陈萍萍心乱了。
他现在很想与影子当面聊一聊。
可他身边已经没人能去传话。
或者说。
没有能绕开庆帝,只忠心于自己的人。
事实上。
庆帝明面上很是信赖陈萍萍,可唯有陈萍萍自己知道个中滋味。
别看庆帝在当年被吓怕了,始终躲在皇宫不出。
但庆帝的政治手腕相当可怕。
也是一位名副其实的政治生物。
而后,陈萍萍还是选择了飞鸽传书这一稳妥的办法。
公开透明,让人挑不出毛病。
推着轮椅,陈萍萍抵达一处开窗,且种着杂草野花的小院。
这里唯有少数人知道,其中便有影子。
他等了很久。
几乎度日如年。
作为一位聪明人,某些猜测直接叫他呼吸紊乱,眼神闪烁。
翌日。
在陈萍萍失望之时,身后的脚步声却是令其心头一动。
是影子。
看样子,影子还是念着旧情的。
陈萍萍也不回头,与影子的默契早就刻在了骨子里。
“……你就没什么想问我的?”
影子的确念着旧情,不然他连话都不想回。
跟自家师兄弟在澹州守护在那位左右多好?
再不济,与师兄弟探究一下炁的运用呢?
影子只觉着时间不够用,每天的行程安排得满满当当。
那位可是说了。
后天之炁也得道果。
所以他没有闲工夫与一个糟老头周旋。
今儿个,他就是来还人情的。
这份作态,陈萍萍看出来了。
还人情?
什么样的人情,比得上救你一命,为你隐姓埋名,承诺为你复仇?
陈萍萍很是心动。
“你成大宗师了?”
“没有,大宗师打不过我。

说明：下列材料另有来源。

//! Process-local store and calendar.
//!
//! Backs the engine and router tests, and embedders that do not need
//! durability.
//! Admission is serialized per route with an async mutex, mirroring the row
//! lock taken by the database store.

use std::collections::{HashMap, HashSet};
use std::sync::Arc;
use std::time::Duration;

use async_trait::async_trait;
use chrono::{DateTime, NaiveDate, Utc};
use tokio::sync::{Mutex, OwnedMutexGuard};
use uuid::Uuid;

use crate::entities::booking::{self, PlanType};
use crate::entities::{pricing_rule, route};

use super::error::StoreError;
use super::store::{Admission, BookingCalendar, BookingStore, NewBooking, StatusChange};

#[derive(Debug, Default)]
struct Tables {
    routes: HashMap<Uuid, route::Model>,
    bookings: HashMap<Uuid, booking::Model>,
    rules: Vec<pricing_rule::Model>,
    lease: Option<(Uuid, DateTime<Utc>)>,
}

#[derive(Debug, Default)]
pub struct InMemoryStore {
    tables: Mutex<Tables>,
    route_locks: Mutex<HashMap<Uuid, Arc<Mutex<()>>>>,
}

impl InMemoryStore {
    pub fn new() -> Self {
        Self::default()
    }

    pub async fn put_route(&self, route: route::Model) {
        self.tables.lock().await.routes.insert(route.id, route);
    }

    pub async fn put_pricing_rule(&self, rule: pricing_rule::Model) {
        let mut tables = self.tables.lock().await;
        tables.rules.retain(|r| r.id != rule.id);
        tables.rules.push(rule);
    }

    /// Insert or overwrite a booking without any capacity check.
    pub async fn put_booking(&self, booking: booking::Model) {
        self.tables.lock().await.bookings.insert(booking.id, booking);
    }

    /// Hold the admission lock of a route until the guard is dropped.
    pub async fn lock_route(&self, route_id: Uuid) -> OwnedMutexGuard<()> {
        self.route_lock(route_id).await.lock_owned().await
    }

    async fn route_lock(&self, route_id: Uuid) -> Arc<Mutex<()>> {
        self.route_locks
            .lock()
            .await
            .entry(route_id)
            .or_default()
            .clone()
    }

    fn occupying<'a>(
        tables: &'a Tables,
        route_id: Uuid,
    ) -> impl Iterator<Item = &'a booking::Model> + 'a {
        tables
            .bookings
            .values()
            .filter(move |b| b.route_id == route_id && b.status.occupies_seat())
    }
}

#[async_trait]
impl BookingStore for InMemoryStore {
    async fn find_route(&self, route_id: Uuid) -> Result<Option<route::Model>, StoreError> {
        Ok(self.tables.lock().await.routes.get(&route_id).cloned())
    }

    async fn active_routes(&self) -> Result<Vec<route::Model>, StoreError> {
        let tables = self.tables.lock().await;
        let mut routes: Vec<_> = tables.routes.values().filter(|r| r.active).cloned().collect();
        routes.sort_by(|a, b| a.name.cmp(&b.name));
        Ok(routes)
    }

    async fn find_booking(&self, booking_id: Uuid) -> Result<Option<booking::Model>, StoreError> {
        Ok(self.tables.lock().await.bookings.get(&booking_id).cloned())
    }

    async fn bookings_by(&self, booked_by: Uuid) -> Result<Vec<booking::Model>, StoreError> {
        let tables = self.tables.lock().await;
        let mut bookings: Vec<_> = tables
            .bookings
            .values()
            .filter(|b| b.booked_by == booked_by && b.deleted_at.is_none())
            .cloned()
            .collect();
        bookings.sort_by(|a, b| b.created_at.cmp(&a.created_at));
        Ok(bookings)
    }

    async fn count_occupying(&self, route_id: Uuid) -> Result<i64, StoreError> {
        let tables = self.tables.lock().await;
        Ok(Self::occupying(&tables, route_id).count() as i64)
    }

    async fn insert_within_capacity(
        &self,
        booking: NewBooking,
        lock_timeout: Duration,
    ) -> Result<Admission, StoreError> {
        let lock = self.route_lock(booking.route_id).await;
        let Ok(_route_guard) = tokio::time::timeout(lock_timeout, lock.lock_owned()).await else {
            return Ok(Admission::Busy);
        };

        let available = {
            let tables = self.tables.lock().await;
            let Some(route) = tables.routes.get(&booking.route_id).filter(|r| r.active) else {
                return Ok(Admission::RouteUnavailable);
            };
            if Self::occupying(&tables, booking.route_id)
                .any(|b| b.student_id == booking.student_id)
            {
                return Ok(Admission::Duplicate);
            }
            let occupied = Self::occupying(&tables, booking.route_id).count() as i64;
            i64::from(route.capacity) - occupied
        };

        if available < 1 {
            return Ok(Admission::Full {
                available: available.max(0),
            });
        }

        // Count and insert are separate critical sections; only the route lock
        // keeps a concurrent admission out of this window.
        tokio::task::yield_now().await;

        let model = booking.into_model();
        self.tables
            .lock()
            .await
            .bookings
            .insert(model.id, model.clone());
        Ok(Admission::Admitted(model))
    }

    async fn apply_status_change(
        &self,
        change: StatusChange<'_>,
    ) -> Result<Option<booking::Model>, StoreError> {
        let mut tables = self.tables.lock().await;
        let Some(booking) = tables.bookings.get_mut(&change.booking_id) else {
            return Ok(None);
        };
        if !change.from.contains(&booking.status) {
            return Ok(None);
        }

        booking.status = change.to;
        booking.updated_at = change.at.into();
        if let Some(payment_ref) = change.payment_ref {
            booking.external_payment_ref = Some(payment_ref.to_string());
        }
        Ok(Some(booking.clone()))
    }

    async fn record_payment_ref(
        &self,
        booking_id: Uuid,
        payment_ref: &str,
        at: DateTime<Utc>,
    ) -> Result<bool, StoreError> {
        let mut tables = self.tables.lock().await;
        match tables.bookings.get_mut(&booking_id) {
            Some(b) if b.external_payment_ref.is_none() => {
                b.external_payment_ref = Some(payment_ref.to_string());
                b.updated_at = at.into();
                Ok(true)
            }
            _ => Ok(false),
        }
    }

    async fn pricing_rules(
        &self,
        plan_type: PlanType,
    ) -> Result<Vec<pricing_rule::Model>, StoreError> {
        let tables = self.tables.lock().await;
        Ok(tables
            .rules
            .iter()
            .filter(|r| r.active && r.plan_type == plan_type)
            .cloned()
            .collect())
    }

    async fn non_terminal_bookings(&self) -> Result<Vec<booking::Model>, StoreError> {
        let tables = self.tables.lock().await;
        let mut bookings: Vec<_> = tables
            .bookings
            .values()
            .filter(|b| !b.status.is_terminal())
            .cloned()
            .collect();
        bookings.sort_by(|a, b| a.created_at.cmp(&b.created_at));
        Ok(bookings)
    }

    async fn acquire_sweep_lease(
        &self,
        holder: Uuid,
        ttl: chrono::Duration,
        now: DateTime<Utc>,
    ) -> Result<bool, StoreError> {
        let mut tables = self.tables.lock().await;
        match tables.lease {
            Some((_, until)) if until > now => Ok(false),
            _ => {
                tables.lease = Some((holder, now + ttl));
                Ok(true)
            }
        }
    }

    async fn renew_sweep_lease(
        &self,
        holder: Uuid,
        ttl: chrono::Duration,
        now: DateTime<Utc>,
    ) -> Result<bool, StoreError> {
        let mut tables = self.tables.lock().await;
        match tables.lease {
            Some((h, _)) if h == holder => {
                tables.lease = Some((holder, now + ttl));
                Ok(true)
            }
            _ => Ok(false),
        }
    }

    async fn release_sweep_lease(&self, holder: Uuid) -> Result<(), StoreError> {
        let mut tables = self.tables.lock().await;
        if matches!(tables.lease, Some((h, _)) if h == holder) {
            tables.lease = None;
        }
        Ok(())
    }
}

/// Calendar with an explicit set of closed days.
#[derive(Debug, Default)]
pub struct FixedCalendar {
    closed: std::sync::RwLock<HashSet<NaiveDate>>,
}

impl FixedCalendar {
    pub fn new(closed: impl IntoIterator<Item = NaiveDate>) -> Self {
        Self {
            closed: std::sync::RwLock::new(closed.into_iter().collect()),
        }
    }

    pub fn close(&self, date: NaiveDate) {
        self.closed
            .write()
            .unwrap_or_else(|e| e.into_inner())
            .insert(date);
    }
}

#[async_trait]
impl BookingCalendar for FixedCalendar {
    async fn is_bookable(&self, date: NaiveDate) -> Result<bool, StoreError> {
        let closed = self.closed.read().unwrap_or_else(|e| e.into_inner());
        Ok(!closed.contains(&date))
    }
}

”
“………”
果然。
陈萍萍深呼吸一口气,将震撼的情绪埋在心底。
“澹州,范府,到底发生了什么?”
“不知道,但多半跟仙缘有关?”
仙缘?
又蹦出一个新词。
“什么是仙缘?”
“……大宗师只是我的起点,这便是仙缘。”
“轰——!!”
脑袋瓜子好似惊雷乍响。
轰得陈萍萍脑瓜子嗡嗡的。
大宗师,只是起点……
你要不要听听你在说些什么?
武之尽头,现在成起点了!?
他握住扶手的手在抖,一颗胡思乱想的心也在抖。
澹州,澹州……
澹州到底TMD发生了什么?
怎就短短数十日的功夫,他就彻底看不懂了呢?
即便是陈萍萍都忍不住在心里骂出了声。
想想东夷城就知道了。
一个大宗师足以影响几国格局。
虽说大宗师无法力敌千军,可人家能搞暗杀。
真要不管不顾,皇帝有重兵把守不好下手,但你的皇儿皇女呢?
若是比大宗师还要厉害……
陈萍萍都不敢继续往下面想。
还有,仙缘到底是什么?
是否与神庙有关?
“不知道,但的确与神话传说相关。”
“……什么意思?”
“……你还不明白吗?”
仙缘的那个仙,并非引寓,也并非代指。